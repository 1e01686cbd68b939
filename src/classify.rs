//! Reference type detection.
//!
//! Assigns one BibTeX entry type to a raw reference block using keyword
//! heuristics. The first matching rule wins.

use std::fmt;
use std::sync::LazyLock;

use regex::Regex;
use serde::{Deserialize, Serialize};

/// Volume marker such as "v. 12". The dot matches any character.
static VOLUME_RE: LazyLock<Regex> =
    LazyLock::new(|| Regex::new(r"v.\s*\d+").expect("valid volume regex"));

/// The closed set of entry types a reference block can be assigned.
#[derive(Debug, Clone, Copy, PartialEq, Eq, Hash, Serialize, Deserialize)]
#[serde(rename_all = "lowercase")]
pub enum ReferenceType {
    Misc,
    PhdThesis,
    MastersThesis,
    InProceedings,
    Article,
    TechReport,
    InCollection,
    Book,
}

impl ReferenceType {
    /// Every type, in classification priority order.
    pub const ALL: [ReferenceType; 8] = [
        ReferenceType::Misc,
        ReferenceType::PhdThesis,
        ReferenceType::MastersThesis,
        ReferenceType::InProceedings,
        ReferenceType::Article,
        ReferenceType::TechReport,
        ReferenceType::InCollection,
        ReferenceType::Book,
    ];

    /// The lowercase BibTeX tag, e.g. `phdthesis`.
    pub fn as_str(&self) -> &'static str {
        match self {
            ReferenceType::Misc => "misc",
            ReferenceType::PhdThesis => "phdthesis",
            ReferenceType::MastersThesis => "mastersthesis",
            ReferenceType::InProceedings => "inproceedings",
            ReferenceType::Article => "article",
            ReferenceType::TechReport => "techreport",
            ReferenceType::InCollection => "incollection",
            ReferenceType::Book => "book",
        }
    }

    pub fn is_thesis(&self) -> bool {
        matches!(self, ReferenceType::PhdThesis | ReferenceType::MastersThesis)
    }
}

impl fmt::Display for ReferenceType {
    fn fmt(&self, f: &mut fmt::Formatter<'_>) -> fmt::Result {
        f.write_str(self.as_str())
    }
}

/// Classifies a raw reference block.
///
/// Matching is case-insensitive and ordered:
///
/// 1. "disponível em:" → `misc`
/// 2. "tese de doutorado" → `phdthesis`
/// 3. "dissertação de mestrado" → `mastersthesis`
/// 4. "anais" or "congresso" → `inproceedings`
/// 5. "revista" or a volume marker → `article`
/// 6. "rfc" → `techreport`
/// 7. "in:" → `incollection`
/// 8. anything else → `book`
///
/// # Examples
///
/// ```
/// use refbib::{classify, ReferenceType};
///
/// assert_eq!(classify("SILVA, J. Tese de Doutorado. USP, 2019."), ReferenceType::PhdThesis);
/// assert_eq!(classify("SILVA, João. O Livro. 2020."), ReferenceType::Book);
/// ```
pub fn classify(block: &str) -> ReferenceType {
    let lower = block.to_lowercase();

    if lower.contains("disponível em:") {
        ReferenceType::Misc
    } else if lower.contains("tese de doutorado") {
        ReferenceType::PhdThesis
    } else if lower.contains("dissertação de mestrado") {
        ReferenceType::MastersThesis
    } else if lower.contains("anais") || lower.contains("congresso") {
        ReferenceType::InProceedings
    } else if lower.contains("revista") || VOLUME_RE.is_match(&lower) {
        ReferenceType::Article
    } else if lower.contains("rfc") {
        ReferenceType::TechReport
    } else if lower.contains("in:") {
        ReferenceType::InCollection
    } else {
        ReferenceType::Book
    }
}
//! CLI for refbib - Extract and format bibliographic references.

use std::fmt;
use std::io;
use std::path::PathBuf;
use std::process;

use clap::builder::PossibleValuesParser;
use clap::{Parser, Subcommand};
use tracing_subscriber::EnvFilter;

use refbib::{
    builtin_style_names, output::format_names, run as run_pipeline, CitationStyle, ConfigError,
    ConfigProvider, ExportFormat, InteractivePrompt, RecordMode, RunConfig, RunError,
};

// ---------------------------------------------------------------------------
// CLI definition
// ---------------------------------------------------------------------------

/// Extract bibliographic references from plain text and export them as citations
#[derive(Parser)]
#[command(name = "refbib")]
#[command(version)]
#[command(after_help = "\
Examples:
  refbib process refs.txt --style abnt --format txt
  refbib process refs.txt -s apa -f json --typed
  refbib interactive
  refbib styles")]
struct Cli {
    #[command(subcommand)]
    command: Commands,
}

#[derive(Subcommand)]
enum Commands {
    /// Process a plain-text reference list
    #[command(after_help = "\
Examples:
  refbib process refs.txt
  refbib process refs.txt -s abnt -f txt
  refbib process refs.txt -s bibtex -f bib

References are separated by one or more blank lines.
The output is written next to the input, e.g. refs.txt -> refsabnt.txt, refs.bib, refsapa.json")]
    Process {
        /// Input text file
        input: PathBuf,

        /// Citation style
        #[arg(short, long, default_value = "bibtex", value_parser = PossibleValuesParser::new(builtin_style_names()))]
        style: String,

        /// Export format
        #[arg(short, long, default_value = "txt", value_parser = PossibleValuesParser::new(format_names()))]
        format: String,

        /// Include the entry type and citation key in JSON/YAML records
        #[arg(long)]
        typed: bool,
    },

    /// Ask for the input file, style and format interactively
    Interactive {
        /// Include the entry type and citation key in JSON/YAML records
        #[arg(long)]
        typed: bool,
    },

    /// List available citation styles
    Styles,

    /// List available export formats
    Formats,
}

// ---------------------------------------------------------------------------
// AppError — semantic exit codes
// ---------------------------------------------------------------------------

enum AppError {
    /// Exit 10 — input file not found / unreadable
    InputFile(String),
    /// Exit 11 — interactive configuration failed
    Config(String),
    /// Exit 15 — cannot write output file
    OutputFile(String),
}

impl AppError {
    fn exit_code(&self) -> i32 {
        match self {
            AppError::InputFile(_) => 10,
            AppError::Config(_) => 11,
            AppError::OutputFile(_) => 15,
        }
    }
}

impl fmt::Display for AppError {
    fn fmt(&self, f: &mut fmt::Formatter<'_>) -> fmt::Result {
        match self {
            AppError::InputFile(msg) => {
                write!(f, "{}\n  hint: verify the file path is correct", msg)
            }
            AppError::Config(msg) => {
                write!(f, "{}", msg)
            }
            AppError::OutputFile(msg) => {
                write!(
                    f,
                    "{}\n  hint: check that the input directory is writable",
                    msg
                )
            }
        }
    }
}

impl From<RunError> for AppError {
    fn from(e: RunError) -> Self {
        match e {
            RunError::Input { .. } => AppError::InputFile(e.to_string()),
            RunError::Export(_) => AppError::OutputFile(e.to_string()),
        }
    }
}

impl From<ConfigError> for AppError {
    fn from(e: ConfigError) -> Self {
        match e {
            ConfigError::InputNotFound(_) | ConfigError::MissingInput => {
                AppError::InputFile(e.to_string())
            }
            ConfigError::Io(_) => AppError::Config(e.to_string()),
        }
    }
}

// ---------------------------------------------------------------------------
// Entry point
// ---------------------------------------------------------------------------

fn main() {
    tracing_subscriber::fmt()
        .with_env_filter(
            EnvFilter::try_from_default_env().unwrap_or_else(|_| EnvFilter::new("warn")),
        )
        .with_writer(io::stderr)
        .init();

    if let Err(e) = run() {
        eprintln!("Error: {}", e);
        process::exit(e.exit_code());
    }
}

fn run() -> Result<(), AppError> {
    let cli = Cli::parse();

    match cli.command {
        Commands::Process {
            input,
            style,
            format,
            typed,
        } => {
            let mut config = RunConfig {
                input,
                style: CitationStyle::from_name(&style),
                format: ExportFormat::from_name(&format),
                mode: record_mode(typed),
            };
            process_command(&mut config)?;
        }
        Commands::Interactive { typed } => {
            let stdin = io::stdin();
            let mut prompt =
                InteractivePrompt::new(stdin.lock(), io::stdout()).with_mode(record_mode(typed));
            process_command(&mut prompt)?;
        }
        Commands::Styles => {
            for name in builtin_style_names() {
                println!("{}", name);
            }
        }
        Commands::Formats => {
            for name in format_names() {
                println!("{}", name);
            }
        }
    }

    Ok(())
}

fn record_mode(typed: bool) -> RecordMode {
    if typed {
        RecordMode::Typed
    } else {
        RecordMode::Legacy
    }
}

// ---------------------------------------------------------------------------
// Commands
// ---------------------------------------------------------------------------

/// Run the pipeline with configuration from `provider`.
fn process_command(provider: &mut dyn ConfigProvider) -> Result<(), AppError> {
    let config = provider.provide()?;
    let summary = run_pipeline(&config)?;

    eprintln!(
        "exported {} reference(s) to {}",
        summary.entries,
        summary.output_path.display()
    );

    Ok(())
}
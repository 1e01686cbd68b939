//! Run configuration.
//!
//! A [`RunConfig`] tells the pipeline which file to read, which citation
//! style to render and which export format to write. It is supplied by a
//! [`ConfigProvider`]: the CLI builds one from its arguments, and
//! [`InteractivePrompt`] asks for each value through numbered menus.

use std::io::{self, BufRead, Write};
use std::path::PathBuf;

use thiserror::Error;

use crate::output::ExportFormat;
use crate::processor::RecordMode;
use crate::style::CitationStyle;

/// Errors that can occur while gathering the run configuration.
#[derive(Error, Debug)]
pub enum ConfigError {
    #[error("no input file given")]
    MissingInput,

    #[error("input file not found: {}", .0.display())]
    InputNotFound(PathBuf),

    #[error("prompt I/O failed: {0}")]
    Io(#[from] io::Error),
}

/// Everything a single run needs.
#[derive(Debug, Clone, PartialEq, Eq)]
pub struct RunConfig {
    pub input: PathBuf,
    pub style: CitationStyle,
    pub format: ExportFormat,
    pub mode: RecordMode,
}

/// A source of run configuration.
pub trait ConfigProvider {
    fn provide(&mut self) -> Result<RunConfig, ConfigError>;
}

impl ConfigProvider for RunConfig {
    fn provide(&mut self) -> Result<RunConfig, ConfigError> {
        Ok(self.clone())
    }
}

/// Menu entries: (answer, label, style name).
const STYLE_MENU: &[(&str, &str, &str)] = &[
    ("1", "BibTeX", "bibtex"),
    ("2", "ABNT", "abnt"),
    ("3", "APA", "apa"),
    ("4", "Custom", "custom"),
];

/// Menu entries: (answer, label, format name).
const FORMAT_MENU: &[(&str, &str, &str)] = &[
    ("1", "TXT", "txt"),
    ("2", "JSON", "json"),
    ("3", "YAML", "yaml"),
    ("4", "BIB", "bib"),
];

/// Asks for the input file, style and format on a line-oriented terminal.
///
/// Unrecognized menu answers fall back to `bibtex` and `txt`.
pub struct InteractivePrompt<R, W> {
    input: R,
    output: W,
    mode: RecordMode,
}

impl<R: BufRead, W: Write> InteractivePrompt<R, W> {
    pub fn new(input: R, output: W) -> Self {
        Self {
            input,
            output,
            mode: RecordMode::Legacy,
        }
    }

    /// Sets the record mode used for structured exports.
    pub fn with_mode(mut self, mode: RecordMode) -> Self {
        self.mode = mode;
        self
    }

    fn ask(&mut self, question: &str) -> io::Result<String> {
        write!(self.output, "{}", question)?;
        self.output.flush()?;
        let mut answer = String::new();
        self.input.read_line(&mut answer)?;
        Ok(answer.trim().to_string())
    }

    fn choose(
        &mut self,
        title: &str,
        question: &str,
        menu: &[(&str, &str, &'static str)],
    ) -> io::Result<&'static str> {
        writeln!(self.output, "\n{}", title)?;
        for (key, label, _) in menu {
            writeln!(self.output, "{}. {}", key, label)?;
        }
        let answer = self.ask(question)?;
        let default = menu[0].2;
        Ok(menu
            .iter()
            .find(|(key, _, _)| *key == answer)
            .map_or(default, |(_, _, name)| *name))
    }
}

impl<R: BufRead, W: Write> ConfigProvider for InteractivePrompt<R, W> {
    fn provide(&mut self) -> Result<RunConfig, ConfigError> {
        writeln!(self.output, "\n=== Gerador de Referências Acadêmicas ===\n")?;

        let path = self.ask("Nome do arquivo de entrada (.txt): ")?;
        if path.is_empty() {
            return Err(ConfigError::MissingInput);
        }
        let input = PathBuf::from(path);
        if !input.exists() {
            return Err(ConfigError::InputNotFound(input));
        }

        let style = self.choose("Escolha o estilo:", "Digite o número do estilo: ", STYLE_MENU)?;
        let format = self.choose(
            "Formato de exportação:",
            "Digite o número do formato: ",
            FORMAT_MENU,
        )?;

        Ok(RunConfig {
            input,
            style: CitationStyle::from_name(style),
            format: ExportFormat::from_name(format),
            mode: self.mode,
        })
    }
}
----
What the task asks ::
Set down the lines above as they stand, starting with the first line and ending with the line that contains "impl fmt::Display for ReferenceType".

Solution ::
repository 1e01686cbd68b939
filename src/classify.rs
//! Reference type detection.
//!
//! Assigns one BibTeX entry type to a raw reference block using keyword
//! heuristics. The first matching rule wins.

use std::fmt;
use std::sync::LazyLock;

use regex::Regex;
use serde::{Deserialize, Serialize};

/// Volume marker such as "v. 12". The dot matches any character.
static VOLUME_RE: LazyLock<Regex> =
    LazyLock::new(|| Regex::new(r"v.\s*\d+").expect("valid volume regex"));

/// The closed set of entry types a reference block can be assigned.
#[derive(Debug, Clone, Copy, PartialEq, Eq, Hash, Serialize, Deserialize)]
#[serde(rename_all = "lowercase")]
pub enum ReferenceType {
    Misc,
    PhdThesis,
    MastersThesis,
    InProceedings,
    Article,
    TechReport,
    InCollection,
    Book,
}

impl ReferenceType {
    /// Every type, in classification priority order.
    pub const ALL: [ReferenceType; 8] = [
        ReferenceType::Misc,
        ReferenceType::PhdThesis,
        ReferenceType::MastersThesis,
        ReferenceType::InProceedings,
        ReferenceType::Article,
        ReferenceType::TechReport,
        ReferenceType::InCollection,
        ReferenceType::Book,
    ];

    /// The lowercase BibTeX tag, e.g. `phdthesis`.
    pub fn as_str(&self) -> &'static str {
        match self {
            ReferenceType::Misc => "misc",
            ReferenceType::PhdThesis => "phdthesis",
            ReferenceType::MastersThesis => "mastersthesis",
            ReferenceType::InProceedings => "inproceedings",
            ReferenceType::Article => "article",
            ReferenceType::TechReport => "techreport",
            ReferenceType::InCollection => "incollection",
            ReferenceType::Book => "book",
        }
    }

    pub fn is_thesis(&self) -> bool {
        matches!(self, ReferenceType::PhdThesis | ReferenceType::MastersThesis)
    }
}

impl fmt::Display for ReferenceType {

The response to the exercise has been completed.